Quercetin up-regulates expressions of peroxisome proliferator-activated receptor γ, liver X receptor α, and ATP binding cassette transporter A1 genes and increases cholesterol efflux in human macrophage cell line.

Cholesterol-laden macrophages trigger accumulation of foam cells and increase the risk of developing atherosclerosis. We hypothesized that quercetin could lower the content of cholesterol in macrophages by regulating the expression of the ATP binding cassette transporter A1 (ABCA1) gene in differentiated human acute monocyte leukemia cell line (THP-1) cells and thereby reducing the chance of forming foam cells. Quercetin, in concentrations up to 30 μM, was not cytotoxic to differentiated THP-1 cells. Quercetin up-regulated both ABCA1 messenger RNA and protein expression in differentiated THP-1 cells, and its maximum effects were demonstrated at 0.3 μM for 4 to 8 hours in incubation. In addition, quercetin increased protein levels of peroxisome proliferator-activated receptor γ (PPARγ) and liver X receptor α (LXRα) within 2 hours of treatment. Because PPARγ and LXRα are important transcriptional factors for ABCA1, quercetin-induced up-regulation of ABCA1 may be mediated by increased expression levels of the PPARγ and LXRα genes.

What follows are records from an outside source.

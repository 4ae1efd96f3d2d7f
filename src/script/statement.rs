//! Statements and control flow.
//!
//! `break`, `continue` and `return` travel as [`ExecutionResult`] values,
//! never as errors. Each construct decides whether to consume a signal or
//! hand it to its caller: loops take Break/Continue, the function body
//! runner takes Return.

use std::fmt;
use std::rc::Rc;

use super::error::{Diagnostic, Diagnostics, ExecError};
use super::expr::Expr;
use super::function::{FunctionDeclaration, define_function};
use super::value::Value;
use super::variables::Variable;
use crate::commands::Command;
use crate::session::ExecContext;

#[derive(Debug, Clone, PartialEq)]
pub enum ExecutionResult {
    Success,
    Break,
    Continue,
    Return(Value),
    /// A statement-level failure, eligible for collection by the body policy
    Error(String),
}

#[derive(Clone)]
pub enum Statement {
    Command(Rc<dyn Command>),
    If {
        branches: Vec<(Expr, Vec<Statement>)>,
        otherwise: Vec<Statement>,
    },
    While {
        condition: Expr,
        body: Vec<Statement>,
    },
    For {
        variable: Variable,
        iterable: Expr,
        body: Vec<Statement>,
    },
    Break,
    Continue,
    Return(Option<Expr>),
    Finish,
    Function(Rc<FunctionDeclaration>),
}

impl Statement {
    pub fn command(command: impl Command + 'static) -> Self {
        Statement::Command(Rc::new(command))
    }

    pub fn if_then(condition: Expr, body: Vec<Statement>) -> Self {
        Statement::If {
            branches: vec![(condition, body)],
            otherwise: Vec::new(),
        }
    }

    pub fn function(declaration: FunctionDeclaration) -> Self {
        Statement::Function(Rc::new(declaration))
    }

    pub fn execute(&self, ctx: &mut ExecContext<'_>) -> Result<ExecutionResult, ExecError> {
        match self {
            Statement::Command(command) => command.execute(ctx),
            Statement::If {
                branches,
                otherwise,
            } => {
                for (condition, body) in branches {
                    if condition.evaluate(ctx)?.is_truthy()? {
                        return execute_block(body, ctx);
                    }
                }
                execute_block(otherwise, ctx)
            }
            Statement::While { condition, body } => {
                while condition.evaluate(ctx)?.is_truthy()? {
                    match execute_block(body, ctx)? {
                        ExecutionResult::Break => break,
                        ExecutionResult::Success | ExecutionResult::Continue => {}
                        other => return Ok(other),
                    }
                }
                Ok(ExecutionResult::Success)
            }
            Statement::For {
                variable,
                iterable,
                body,
            } => {
                let iterable = iterable.evaluate(ctx)?;
                // Iterate a snapshot so the body may modify the list
                let items = iterable.as_list()?.borrow().clone();
                for item in items {
                    ctx.store(variable, item)?;
                    match execute_block(body, ctx)? {
                        ExecutionResult::Break => break,
                        ExecutionResult::Success | ExecutionResult::Continue => {}
                        other => return Ok(other),
                    }
                }
                Ok(ExecutionResult::Success)
            }
            Statement::Break => Ok(ExecutionResult::Break),
            Statement::Continue => Ok(ExecutionResult::Continue),
            Statement::Return(value) => {
                let value = match value {
                    Some(expr) => expr.evaluate(ctx)?,
                    None => Value::Integer(0),
                };
                Ok(ExecutionResult::Return(value))
            }
            Statement::Finish => Err(ExecError::Finish),
            Statement::Function(declaration) => {
                define_function(ctx, Rc::clone(declaration))?;
                Ok(ExecutionResult::Success)
            }
        }
    }
}

impl fmt::Debug for Statement {
    fn fmt(&self, f: &mut fmt::Formatter<'_>) -> fmt::Result {
        match self {
            Statement::Command(command) => write!(f, "Command({})", command.name()),
            Statement::If { branches, .. } => write!(f, "If({} branches)", branches.len()),
            Statement::While { condition, .. } => write!(f, "While({condition})"),
            Statement::For {
                variable, iterable, ..
            } => write!(f, "For({variable} in {iterable})"),
            Statement::Break => f.write_str("Break"),
            Statement::Continue => f.write_str("Continue"),
            Statement::Return(Some(value)) => write!(f, "Return({value})"),
            Statement::Return(None) => f.write_str("Return"),
            Statement::Finish => f.write_str("Finish"),
            Statement::Function(declaration) => write!(f, "Function({})", declaration.name),
        }
    }
}

/// Run statements in order and return the first result that is not Success.
///
/// Collectable errors become [`ExecutionResult::Error`]; evaluation errors
/// and `:finish` propagate as `Err`.
pub fn execute_block(
    statements: &[Statement],
    ctx: &mut ExecContext<'_>,
) -> Result<ExecutionResult, ExecError> {
    for statement in statements {
        match run_statement(statement, ctx)? {
            ExecutionResult::Success => {}
            other => return Ok(other),
        }
    }
    Ok(ExecutionResult::Success)
}

fn run_statement(
    statement: &Statement,
    ctx: &mut ExecContext<'_>,
) -> Result<ExecutionResult, ExecError> {
    match statement.execute(ctx) {
        Err(err) if err.is_collectable() => Ok(ExecutionResult::Error(err.to_string())),
        other => other,
    }
}

/// How a function body reacts to a misused control-flow statement or a
/// statement error
#[derive(Debug, Clone, Copy, PartialEq, Eq)]
pub enum ExecutionPolicy {
    /// Stop at the first problem
    Abort,
    /// Note the problem and keep going
    Default,
}

/// Run a function body once.
///
/// Returns the value of the `return` that ended it, if any. Problems the
/// policy collects go into `diagnostics`; only the newest one is kept for
/// reporting.
pub fn run_body(
    statements: &[Statement],
    policy: ExecutionPolicy,
    ctx: &mut ExecContext<'_>,
    diagnostics: &mut Diagnostics,
) -> Result<Option<Value>, ExecError> {
    for statement in statements {
        let diagnostic = match run_statement(statement, ctx)? {
            ExecutionResult::Success => continue,
            ExecutionResult::Return(value) => return Ok(Some(value)),
            ExecutionResult::Break => Diagnostic::BreakWithoutLoop,
            ExecutionResult::Continue => Diagnostic::ContinueWithoutLoop,
            ExecutionResult::Error(message) => Diagnostic::Statement(message),
        };
        tracing::warn!(%diagnostic, ?policy, "collected error in function body");
        diagnostics.push(diagnostic);
        if policy == ExecutionPolicy::Abort {
            break;
        }
    }
    Ok(None)
}

#[cfg(test)]
mod tests {
    use super::*;
    use crate::commands::{CommandLine, EchoCommand};
    use crate::editor::{EditorId, TextEditor};
    use crate::script::EvalError;
    use crate::script::expr::BinaryOp;
    use crate::session::Session;

    fn echo(text: &str) -> Statement {
        Statement::command(EchoCommand::new(vec![Expr::string(text)]))
    }

    fn run(statements: &[Statement], policy: ExecutionPolicy) -> (Session, Diagnostics, Option<Value>) {
        let mut session = Session::new();
        let mut editor = TextEditor::from_text(EditorId(0), "x\n");
        let mut diagnostics = Diagnostics::default();
        let returned = {
            let mut ctx = ExecContext::new(&mut session, &mut editor);
            run_body(statements, policy, &mut ctx, &mut diagnostics).unwrap()
        };
        (session, diagnostics, returned)
    }

    fn echoed(session: &Session) -> Vec<String> {
        session.messages().iter().map(|m| m.text.clone()).collect()
    }

    #[test]
    fn abort_policy_stops_at_stray_break() {
        let body = vec![echo("before"), Statement::Break, echo("after")];
        let (session, diagnostics, returned) = run(&body, ExecutionPolicy::Abort);
        assert_eq!(diagnostics.count(), 1);
        assert_eq!(diagnostics.last(), Some(&Diagnostic::BreakWithoutLoop));
        assert_eq!(echoed(&session), vec!["before"]);
        assert_eq!(returned, None);
    }

    #[test]
    fn default_policy_keeps_going_and_remembers_the_last_problem() {
        let body = vec![Statement::Break, echo("middle"), Statement::Continue, echo("end")];
        let (session, diagnostics, _) = run(&body, ExecutionPolicy::Default);
        assert_eq!(diagnostics.count(), 2);
        assert_eq!(diagnostics.last(), Some(&Diagnostic::ContinueWithoutLoop));
        assert_eq!(echoed(&session), vec!["middle", "end"]);
    }

    #[test]
    fn return_ends_the_body() {
        let body = vec![
            Statement::Return(Some(Expr::Integer(7))),
            echo("unreachable"),
        ];
        let (session, diagnostics, returned) = run(&body, ExecutionPolicy::Default);
        assert_eq!(returned, Some(Value::Integer(7)));
        assert!(diagnostics.is_empty());
        assert!(session.messages().is_empty());
    }

    #[test]
    fn while_loop_consumes_break() {
        // let i = 0 | while 1 | if i == 3 | break | endif | let i += 1 | endwhile
        let mut session = Session::new();
        let mut editor = TextEditor::from_text(EditorId(0), "x\n");
        let mut ctx = ExecContext::new(&mut session, &mut editor);
        let counter = Variable::parse("g:i");
        ctx.store(&counter, Value::Integer(0)).unwrap();
        let body = vec![
            Statement::if_then(
                Expr::binary(BinaryOp::Eq, Expr::var("g:i"), Expr::Integer(3)),
                vec![Statement::Break],
            ),
            Statement::command(crate::commands::LetCommand::assign(
                crate::commands::LetTarget::Variable(counter.clone()),
                Expr::binary(BinaryOp::Add, Expr::var("g:i"), Expr::Integer(1)),
            )),
        ];
        let looped = Statement::While {
            condition: Expr::Integer(1),
            body,
        };
        assert_eq!(looped.execute(&mut ctx).unwrap(), ExecutionResult::Success);
        assert_eq!(ctx.lookup(&counter), Some(Value::Integer(3)));
    }

    #[test]
    fn for_loop_skips_on_continue() {
        let mut session = Session::new();
        let mut editor = TextEditor::from_text(EditorId(0), "x\n");
        let mut ctx = ExecContext::new(&mut session, &mut editor);
        let looped = Statement::For {
            variable: Variable::parse("g:n"),
            iterable: Expr::List(vec![Expr::Integer(1), Expr::Integer(2), Expr::Integer(3)]),
            body: vec![
                Statement::if_then(
                    Expr::binary(BinaryOp::Eq, Expr::var("g:n"), Expr::Integer(2)),
                    vec![Statement::Continue],
                ),
                Statement::command(EchoCommand::new(vec![Expr::var("g:n")])),
            ],
        };
        looped.execute(&mut ctx).unwrap();
        let shown: Vec<String> = session.messages().iter().map(|m| m.text.clone()).collect();
        assert_eq!(shown, vec!["1", "3"]);
    }

    #[test]
    fn finish_propagates_through_blocks() {
        let mut session = Session::new();
        let mut editor = TextEditor::from_text(EditorId(0), "x\n");
        let mut ctx = ExecContext::new(&mut session, &mut editor);
        let block = vec![Statement::if_then(Expr::Integer(1), vec![Statement::Finish]), echo("no")];
        assert_eq!(execute_block(&block, &mut ctx), Err(ExecError::Finish));
    }

    #[test]
    fn statement_errors_become_results() {
        let mut session = Session::new();
        let mut editor = TextEditor::from_text(EditorId(0), "x\n");
        let mut ctx = ExecContext::new(&mut session, &mut editor);
        let command = crate::commands::build("delf", CommandLine::with_argument("Missing")).unwrap();
        let result = execute_block(&[Statement::Command(command), echo("no")], &mut ctx).unwrap();
        assert_eq!(
            result,
            ExecutionResult::Error("E130: Unknown function: Missing".to_string())
        );
        assert!(session.messages().is_empty());
    }

    #[test]
    fn evaluation_errors_are_not_collected() {
        let body = vec![
            Statement::Return(Some(Expr::binary(BinaryOp::Div, Expr::Integer(1), Expr::Integer(0)))),
        ];
        let mut session = Session::new();
        let mut editor = TextEditor::from_text(EditorId(0), "x\n");
        let mut diagnostics = Diagnostics::default();
        let mut ctx = ExecContext::new(&mut session, &mut editor);
        let err = run_body(&body, ExecutionPolicy::Default, &mut ctx, &mut diagnostics).unwrap_err();
        assert_eq!(err, ExecError::Eval(EvalError::DivisionByZero));
        assert!(diagnostics.is_empty());
    }
}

Furthermore, quercetin-enhanced cholesterol efflux from differentiated THP-1 cells to both high-density lipoprotein (HDL) and apolipoprotein A1. Quercetin at the dose of 0.15 μM elevated the cholesterol efflux only for HDL. At the dose of 0.3 μM, quercetin demonstrated effects both on HDL and apolipoprotein A1. Our data demonstrated that quercetin increased the expressions of PPARγ, LXRα, and ABCA1 genes and cholesterol efflux from THP-1 macrophages. Quercetin-induced expression of PPARγ and LXRα might subsequently affect up-regulation of their target gene ABCA1. Taken together, ingestion of quercetin or quercetin-rich foods could be an effective way to improve cholesterol efflux from macrophages, which would contribute to lowering the risk of atherosclerosis.